▶ _WHAT NEEDS TO BE DONE_:
For each line in the data below that holds "Option", return a copy.

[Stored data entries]
○ ○ ○
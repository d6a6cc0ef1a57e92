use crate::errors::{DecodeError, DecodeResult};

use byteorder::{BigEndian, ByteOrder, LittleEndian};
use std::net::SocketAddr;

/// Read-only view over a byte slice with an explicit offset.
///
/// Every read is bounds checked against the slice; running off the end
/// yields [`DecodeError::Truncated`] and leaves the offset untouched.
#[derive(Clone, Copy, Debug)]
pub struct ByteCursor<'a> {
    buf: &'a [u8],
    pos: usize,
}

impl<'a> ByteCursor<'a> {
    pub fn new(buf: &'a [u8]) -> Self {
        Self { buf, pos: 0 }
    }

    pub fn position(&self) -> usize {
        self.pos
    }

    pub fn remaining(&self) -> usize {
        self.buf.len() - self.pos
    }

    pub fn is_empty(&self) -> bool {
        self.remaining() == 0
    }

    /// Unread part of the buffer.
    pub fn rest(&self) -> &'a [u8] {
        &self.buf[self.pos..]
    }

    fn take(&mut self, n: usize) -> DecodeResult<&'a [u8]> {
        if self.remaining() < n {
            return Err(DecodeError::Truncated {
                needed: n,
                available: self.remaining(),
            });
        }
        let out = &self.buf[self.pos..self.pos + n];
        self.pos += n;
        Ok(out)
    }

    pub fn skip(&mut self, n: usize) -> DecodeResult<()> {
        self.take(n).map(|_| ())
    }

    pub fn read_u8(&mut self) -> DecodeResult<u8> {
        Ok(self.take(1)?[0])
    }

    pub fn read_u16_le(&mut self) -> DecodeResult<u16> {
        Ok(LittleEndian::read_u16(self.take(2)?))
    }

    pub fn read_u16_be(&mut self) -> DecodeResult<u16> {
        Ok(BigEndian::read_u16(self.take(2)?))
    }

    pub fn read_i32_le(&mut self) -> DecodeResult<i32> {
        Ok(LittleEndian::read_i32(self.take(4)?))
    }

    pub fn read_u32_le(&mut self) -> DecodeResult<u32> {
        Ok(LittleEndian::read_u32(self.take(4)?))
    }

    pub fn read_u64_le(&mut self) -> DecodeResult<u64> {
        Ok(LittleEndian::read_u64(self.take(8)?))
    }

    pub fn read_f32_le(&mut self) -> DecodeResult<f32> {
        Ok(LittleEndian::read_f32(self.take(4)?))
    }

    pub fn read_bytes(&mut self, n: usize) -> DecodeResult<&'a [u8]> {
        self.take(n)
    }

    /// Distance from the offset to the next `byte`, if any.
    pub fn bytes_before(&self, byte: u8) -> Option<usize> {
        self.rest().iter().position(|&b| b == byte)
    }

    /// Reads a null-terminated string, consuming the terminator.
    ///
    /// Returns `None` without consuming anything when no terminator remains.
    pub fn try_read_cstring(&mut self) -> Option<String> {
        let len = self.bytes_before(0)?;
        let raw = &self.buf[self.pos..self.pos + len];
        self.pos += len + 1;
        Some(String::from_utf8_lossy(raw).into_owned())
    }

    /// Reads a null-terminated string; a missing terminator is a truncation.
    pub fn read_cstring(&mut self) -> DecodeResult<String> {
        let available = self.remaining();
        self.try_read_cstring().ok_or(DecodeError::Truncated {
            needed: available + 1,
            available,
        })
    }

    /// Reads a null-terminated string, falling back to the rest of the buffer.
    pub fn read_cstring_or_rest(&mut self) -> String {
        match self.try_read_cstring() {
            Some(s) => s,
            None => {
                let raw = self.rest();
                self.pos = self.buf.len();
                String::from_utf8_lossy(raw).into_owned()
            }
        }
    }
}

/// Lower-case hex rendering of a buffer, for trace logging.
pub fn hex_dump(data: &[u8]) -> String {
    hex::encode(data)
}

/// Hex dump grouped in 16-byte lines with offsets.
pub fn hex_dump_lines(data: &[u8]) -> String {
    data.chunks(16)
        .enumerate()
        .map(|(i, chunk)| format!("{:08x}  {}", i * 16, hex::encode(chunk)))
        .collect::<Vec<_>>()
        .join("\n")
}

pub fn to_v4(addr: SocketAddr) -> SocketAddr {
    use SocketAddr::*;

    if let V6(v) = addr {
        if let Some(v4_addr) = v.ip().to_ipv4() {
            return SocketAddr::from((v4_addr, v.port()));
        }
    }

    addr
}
○ ○ ○
▶ _ANSWER FOR THE TASK_:
    pub fn bytes_before(&self, byte: u8) -> Option<usize> {
    pub fn try_read_cstring(&mut self) -> Option<String> {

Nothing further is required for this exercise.